## Task instructions
Take each line in the entries below that holds "Result" and show it.

Data items:
***
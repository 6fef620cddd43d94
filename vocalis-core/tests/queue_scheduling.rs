//! End-to-end scheduling behavior of the speech queue, driven through the
//! public API with a scripted engine and a hand-releasable audio sink.

use std::sync::Arc;
use std::time::{Duration, Instant};

use crossbeam_channel::{unbounded, Receiver, RecvTimeoutError, Sender};
use tokio::sync::broadcast;
use tokio::sync::broadcast::error::TryRecvError;

use vocalis_core::catalog::VoiceCatalog;
use vocalis_core::engine::stub::StubEngine;
use vocalis_core::engine::{SpeechEngine, Synthesis, SynthesizerFactory};
use vocalis_core::error::{Result, VocalisError};
use vocalis_core::{
    AudioSink, CancelFlag, PlaybackOutcome, QueueConfig, QueueEvent, QueueEventKind, SpeechQueue,
    SpeechRequest, SynthesizerPool,
};

/// Engine factory: voices named `bad*` get an always-failing engine.
struct ScriptedFactory;

struct FailingEngine;

impl SpeechEngine for FailingEngine {
    fn warm_up(&mut self) -> Result<()> {
        Ok(())
    }

    fn synthesize(&mut self, _text: &str, _speed: f32) -> Result<Synthesis> {
        Err(VocalisError::Synthesis("intentional test failure".into()))
    }
}

impl SynthesizerFactory for ScriptedFactory {
    fn create(&self, voice: &vocalis_core::Voice) -> Result<Box<dyn SpeechEngine>> {
        if voice.id.starts_with("bad") {
            Ok(Box::new(FailingEngine))
        } else {
            Ok(Box::new(StubEngine::new(voice.sample_rate)))
        }
    }
}

/// Sink that blocks each playback until the test releases it (or the
/// request's cancel flag aborts it).
struct ControlledSink {
    started_tx: Sender<()>,
    release_rx: Receiver<()>,
}

impl AudioSink for ControlledSink {
    fn play(&self, _samples: &[f32], _rate: u32, cancel: &CancelFlag) -> Result<PlaybackOutcome> {
        let _ = self.started_tx.send(());
        loop {
            if cancel.is_raised() {
                return Ok(PlaybackOutcome::Cancelled);
            }
            match self.release_rx.recv_timeout(Duration::from_millis(5)) {
                Ok(()) => return Ok(PlaybackOutcome::Completed),
                Err(RecvTimeoutError::Timeout) => continue,
                Err(RecvTimeoutError::Disconnected) => return Ok(PlaybackOutcome::Completed),
            }
        }
    }
}

struct Harness {
    _voices_dir: tempfile::TempDir,
    queue: Arc<SpeechQueue>,
    events: broadcast::Receiver<QueueEvent>,
    started_rx: Receiver<()>,
    release_tx: Sender<()>,
}

fn harness(config: QueueConfig) -> Harness {
    let voices_dir = tempfile::tempdir().expect("create voices dir");
    for id in ["v", "bad"] {
        std::fs::write(voices_dir.path().join(format!("{id}.onnx")), b"onnx").unwrap();
        std::fs::write(voices_dir.path().join(format!("{id}.onnx.json")), "{}").unwrap();
    }
    let catalog = Arc::new(VoiceCatalog::new(voices_dir.path(), "v"));
    catalog.scan();

    let pool = Arc::new(SynthesizerPool::new(catalog, Box::new(ScriptedFactory)));
    let (started_tx, started_rx) = unbounded();
    let (release_tx, release_rx) = unbounded();
    let sink = Arc::new(ControlledSink {
        started_tx,
        release_rx,
    });

    let queue = Arc::new(SpeechQueue::new(config, pool, sink).expect("spawn queue"));
    let events = queue.subscribe();

    Harness {
        _voices_dir: voices_dir,
        queue,
        events,
        started_rx,
        release_tx,
    }
}

fn request(id: &str, priority: u32) -> SpeechRequest {
    SpeechRequest {
        id: id.into(),
        text: format!("say {id}"),
        voice_id: "v".into(),
        priority,
        source: "default".into(),
        speed: 1.0,
        cancel: CancelFlag::new(),
    }
}

fn failing_request(id: &str, priority: u32) -> SpeechRequest {
    SpeechRequest {
        voice_id: "bad".into(),
        ..request(id, priority)
    }
}

/// Scan the event stream until an event matches, or panic on timeout.
fn expect_event(
    rx: &mut broadcast::Receiver<QueueEvent>,
    timeout: Duration,
    mut pred: impl FnMut(&QueueEvent) -> bool,
) -> QueueEvent {
    let start = Instant::now();
    loop {
        match rx.try_recv() {
            Ok(ev) if pred(&ev) => return ev,
            Ok(_) => continue,
            Err(TryRecvError::Empty) => {
                if start.elapsed() >= timeout {
                    panic!("timed out waiting for queue event");
                }
                std::thread::sleep(Duration::from_millis(5));
            }
            Err(TryRecvError::Lagged(_)) => continue,
            Err(TryRecvError::Closed) => panic!("queue event channel closed unexpectedly"),
        }
    }
}

fn assert_no_event_matching(
    rx: &mut broadcast::Receiver<QueueEvent>,
    window: Duration,
    mut pred: impl FnMut(&QueueEvent) -> bool,
) {
    let start = Instant::now();
    loop {
        match rx.try_recv() {
            Ok(ev) => {
                assert!(
                    !pred(&ev),
                    "unexpected event: {:?} for request {}",
                    ev.kind,
                    ev.request_id
                );
            }
            Err(TryRecvError::Empty) => {
                if start.elapsed() >= window {
                    return;
                }
                std::thread::sleep(Duration::from_millis(5));
            }
            Err(TryRecvError::Lagged(_)) => continue,
            Err(TryRecvError::Closed) => return,
        }
    }
}

fn wait_started(h: &Harness) {
    h.started_rx
        .recv_timeout(Duration::from_secs(2))
        .expect("playback should start");
}

const EVENT_TIMEOUT: Duration = Duration::from_secs(2);

#[test]
fn equal_priority_requests_play_in_fifo_order() {
    let mut h = harness(QueueConfig {
        max_depth: 3,
        interrupt_on_higher_priority: true,
    });

    h.queue.enqueue(request("a", 3));
    h.queue.enqueue(request("b", 3));
    h.queue.enqueue(request("c", 3));

    for expected in ["a", "b", "c"] {
        wait_started(&h);
        let started = expect_event(&mut h.events, EVENT_TIMEOUT, |e| {
            e.kind == QueueEventKind::Started
        });
        assert_eq!(started.request_id, expected);
        h.release_tx.send(()).unwrap();
        expect_event(&mut h.events, EVENT_TIMEOUT, |e| {
            e.kind == QueueEventKind::Completed && e.request_id == expected
        });
    }

    assert_eq!(h.queue.depth(), 0);
    h.queue.shutdown();
}

#[test]
fn more_urgent_arrival_preempts_and_is_not_retried() {
    let mut h = harness(QueueConfig {
        max_depth: 3,
        interrupt_on_higher_priority: true,
    });

    h.queue.enqueue(request("a", 3));
    wait_started(&h);

    h.queue.enqueue(request("b", 1));

    expect_event(&mut h.events, EVENT_TIMEOUT, |e| {
        e.kind == QueueEventKind::Cancelled && e.request_id == "a"
    });

    wait_started(&h);
    expect_event(&mut h.events, EVENT_TIMEOUT, |e| {
        e.kind == QueueEventKind::Started && e.request_id == "b"
    });
    h.release_tx.send(()).unwrap();
    expect_event(&mut h.events, EVENT_TIMEOUT, |e| {
        e.kind == QueueEventKind::Completed && e.request_id == "b"
    });

    // "a" must not come back.
    assert_no_event_matching(&mut h.events, Duration::from_millis(150), |e| {
        e.request_id == "a"
    });
    assert_eq!(h.queue.depth(), 0);
    h.queue.shutdown();
}

#[test]
fn less_urgent_arrival_waits_for_current_playback() {
    let mut h = harness(QueueConfig {
        max_depth: 3,
        interrupt_on_higher_priority: true,
    });

    h.queue.enqueue(request("a", 1));
    wait_started(&h);

    h.queue.enqueue(request("b", 3));

    assert_no_event_matching(&mut h.events, Duration::from_millis(100), |e| {
        e.kind == QueueEventKind::Cancelled
    });

    h.release_tx.send(()).unwrap();
    expect_event(&mut h.events, EVENT_TIMEOUT, |e| {
        e.kind == QueueEventKind::Completed && e.request_id == "a"
    });

    wait_started(&h);
    expect_event(&mut h.events, EVENT_TIMEOUT, |e| {
        e.kind == QueueEventKind::Started && e.request_id == "b"
    });
    h.release_tx.send(()).unwrap();
    h.queue.shutdown();
}

#[test]
fn equal_priority_arrival_does_not_preempt() {
    let mut h = harness(QueueConfig {
        max_depth: 3,
        interrupt_on_higher_priority: true,
    });

    h.queue.enqueue(request("a", 3));
    wait_started(&h);
    h.queue.enqueue(request("b", 3));

    assert_no_event_matching(&mut h.events, Duration::from_millis(100), |e| {
        e.kind == QueueEventKind::Cancelled
    });

    h.release_tx.send(()).unwrap();
    h.release_tx.send(()).unwrap();
    h.queue.shutdown();
}

#[test]
fn overflow_evicts_oldest_queued_item_never_the_playing_one() {
    let mut h = harness(QueueConfig {
        max_depth: 3,
        interrupt_on_higher_priority: true,
    });

    h.queue.enqueue(request("x", 3));
    wait_started(&h); // x is playing and blocked in the sink

    h.queue.enqueue(request("y", 3));
    h.queue.enqueue(request("z", 3));
    assert_eq!(h.queue.depth(), 2);

    // Occupancy is at max_depth; w forces one eviction: y (oldest queued).
    h.queue.enqueue(request("w", 3));
    assert_eq!(h.queue.depth(), 2);

    expect_event(&mut h.events, EVENT_TIMEOUT, |e| {
        e.kind == QueueEventKind::Evicted && e.request_id == "y"
    });

    h.release_tx.send(()).unwrap();
    expect_event(&mut h.events, EVENT_TIMEOUT, |e| {
        e.kind == QueueEventKind::Completed && e.request_id == "x"
    });

    for expected in ["z", "w"] {
        wait_started(&h);
        let started = expect_event(&mut h.events, EVENT_TIMEOUT, |e| {
            e.kind == QueueEventKind::Started && e.request_id != "x"
        });
        assert_eq!(started.request_id, expected);
        h.release_tx.send(()).unwrap();
    }

    assert_no_event_matching(&mut h.events, Duration::from_millis(100), |e| {
        e.request_id == "y" && e.kind == QueueEventKind::Started
    });
    h.queue.shutdown();
}

#[test]
fn urgent_items_dequeue_before_older_less_urgent_ones() {
    let mut h = harness(QueueConfig {
        max_depth: 10,
        interrupt_on_higher_priority: false,
    });

    h.queue.enqueue(request("hold", 0));
    wait_started(&h);

    h.queue.enqueue(request("background", 5));
    h.queue.enqueue(request("urgent", 1));
    h.queue.enqueue(request("normal", 3));

    h.release_tx.send(()).unwrap();

    for expected in ["urgent", "normal", "background"] {
        wait_started(&h);
        let started = expect_event(&mut h.events, EVENT_TIMEOUT, |e| {
            e.kind == QueueEventKind::Started && e.request_id != "hold"
        });
        assert_eq!(started.request_id, expected);
        h.release_tx.send(()).unwrap();
    }
    h.queue.shutdown();
}

#[test]
fn stop_and_clear_cancels_current_and_empties_queue() {
    let mut h = harness(QueueConfig {
        max_depth: 5,
        interrupt_on_higher_priority: true,
    });

    h.queue.enqueue(request("playing", 3));
    wait_started(&h);
    h.queue.enqueue(request("queued-1", 3));
    h.queue.enqueue(request("queued-2", 3));
    assert_eq!(h.queue.depth(), 2);

    h.queue.stop_and_clear();

    expect_event(&mut h.events, EVENT_TIMEOUT, |e| {
        e.kind == QueueEventKind::Cancelled && e.request_id == "playing"
    });
    assert_eq!(h.queue.depth(), 0);
    assert_no_event_matching(&mut h.events, Duration::from_millis(150), |e| {
        e.kind == QueueEventKind::Started
    });
    h.queue.shutdown();
}

#[test]
fn synthesis_failure_is_absorbed_and_the_worker_continues() {
    let mut h = harness(QueueConfig {
        max_depth: 5,
        interrupt_on_higher_priority: true,
    });

    h.queue.enqueue(failing_request("doomed", 3));
    h.queue.enqueue(request("fine", 3));

    expect_event(&mut h.events, EVENT_TIMEOUT, |e| {
        e.kind == QueueEventKind::Failed && e.request_id == "doomed"
    });

    wait_started(&h);
    h.release_tx.send(()).unwrap();
    expect_event(&mut h.events, EVENT_TIMEOUT, |e| {
        e.kind == QueueEventKind::Completed && e.request_id == "fine"
    });
    h.queue.shutdown();
}

#[test]
fn depth_cap_of_one_still_admits_alongside_the_playing_item() {
    let mut h = harness(QueueConfig {
        max_depth: 1,
        interrupt_on_higher_priority: false,
    });

    h.queue.enqueue(request("first", 3));
    wait_started(&h);

    // Only `current` occupies the cap and the queue is empty: nothing is
    // evictable, and the arrival is admitted anyway.
    h.queue.enqueue(request("second", 3));
    assert_eq!(h.queue.depth(), 1);

    h.release_tx.send(()).unwrap();
    wait_started(&h);
    expect_event(&mut h.events, EVENT_TIMEOUT, |e| {
        e.kind == QueueEventKind::Started && e.request_id == "second"
    });
    h.release_tx.send(()).unwrap();
    h.queue.shutdown();
}

#[test]
fn shutdown_stops_the_worker_without_draining_pending_items() {
    let mut h = harness(QueueConfig {
        max_depth: 5,
        interrupt_on_higher_priority: true,
    });

    h.queue.enqueue(request("playing", 3));
    wait_started(&h);
    h.queue.enqueue(request("never-played", 3));

    h.queue.shutdown();

    assert_no_event_matching(&mut h.events, Duration::from_millis(150), |e| {
        e.request_id == "never-played" && e.kind == QueueEventKind::Started
    });
}
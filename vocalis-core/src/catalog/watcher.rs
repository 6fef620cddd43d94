//! Filesystem watcher with debounced rescans for the voices directory.
//!
//! `notify` delivers raw OS events on its own thread; they are forwarded
//! into a tokio channel and collapsed by a quiet-window debounce before a
//! rescan runs. Scheduling a new rescan supersedes any pending one —
//! dropping a twenty-file voice install triggers a single scan.

use std::path::Path;
use std::sync::Arc;
use std::time::Duration;

use notify::{Event, EventKind, RecommendedWatcher, RecursiveMode, Watcher};
use tokio::sync::mpsc;
use tracing::{debug, warn};

use super::VoiceCatalog;

/// Quiet window after the last filesystem event before a rescan fires.
pub const RESCAN_DEBOUNCE: Duration = Duration::from_millis(100);

pub(crate) struct WatcherHandle {
    /// Held so the OS watch stays registered until shutdown.
    _watcher: RecommendedWatcher,
    task: tokio::task::JoinHandle<()>,
}

impl WatcherHandle {
    pub(crate) fn stop(self) {
        self.task.abort();
        // _watcher drops here, deregistering the OS watch.
    }
}

pub(crate) fn spawn(catalog: Arc<VoiceCatalog>) -> notify::Result<WatcherHandle> {
    let (tx, rx) = mpsc::unbounded_channel();

    let mut watcher = notify::recommended_watcher(move |res: notify::Result<Event>| match res {
        Ok(event) if is_voice_artifact_event(&event) => {
            let _ = tx.send(());
        }
        Ok(_) => {}
        Err(e) => warn!(error = %e, "voices watcher error"),
    })?;
    watcher.watch(catalog.voices_dir(), RecursiveMode::NonRecursive)?;

    let task = tokio::spawn(debounce_rescans(catalog, rx));

    Ok(WatcherHandle {
        _watcher: watcher,
        task,
    })
}

/// Collapse event bursts: every event re-arms the debounce window and the
/// rescan runs only once the directory has been quiet for [`RESCAN_DEBOUNCE`].
async fn debounce_rescans(catalog: Arc<VoiceCatalog>, mut rx: mpsc::UnboundedReceiver<()>) {
    while rx.recv().await.is_some() {
        loop {
            match tokio::time::timeout(RESCAN_DEBOUNCE, rx.recv()).await {
                Ok(Some(())) => continue,
                Ok(None) => return,
                Err(_) => break,
            }
        }

        debug!("voices directory changed — rescanning");
        let catalog = Arc::clone(&catalog);
        // read_dir + config parsing is blocking I/O; keep it off the runtime.
        let _ = tokio::task::spawn_blocking(move || catalog.scan()).await;
    }
}

fn is_voice_artifact_event(event: &Event) -> bool {
    let relevant_kind = matches!(
        event.kind,
        EventKind::Create(_) | EventKind::Modify(_) | EventKind::Remove(_)
    );
    relevant_kind && event.paths.iter().any(|p| is_voice_artifact(p))
}

fn is_voice_artifact(path: &Path) -> bool {
    let Some(name) = path.file_name().and_then(|n| n.to_str()) else {
        return false;
    };
    name.ends_with(".onnx") || name.ends_with(".onnx.json")
}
***
## Response area
use vocalis_core::error::{Result, VocalisError};
    fn warm_up(&mut self) -> Result<()> {
    fn synthesize(&mut self, _text: &str, _speed: f32) -> Result<Synthesis> {
    fn create(&self, voice: &vocalis_core::Voice) -> Result<Box<dyn SpeechEngine>> {
    fn play(&self, _samples: &[f32], _rate: u32, cancel: &CancelFlag) -> Result<PlaybackOutcome> {
pub(crate) fn spawn(catalog: Arc<VoiceCatalog>) -> notify::Result<WatcherHandle> {
    let mut watcher = notify::recommended_watcher(move |res: notify::Result<Event>| match res {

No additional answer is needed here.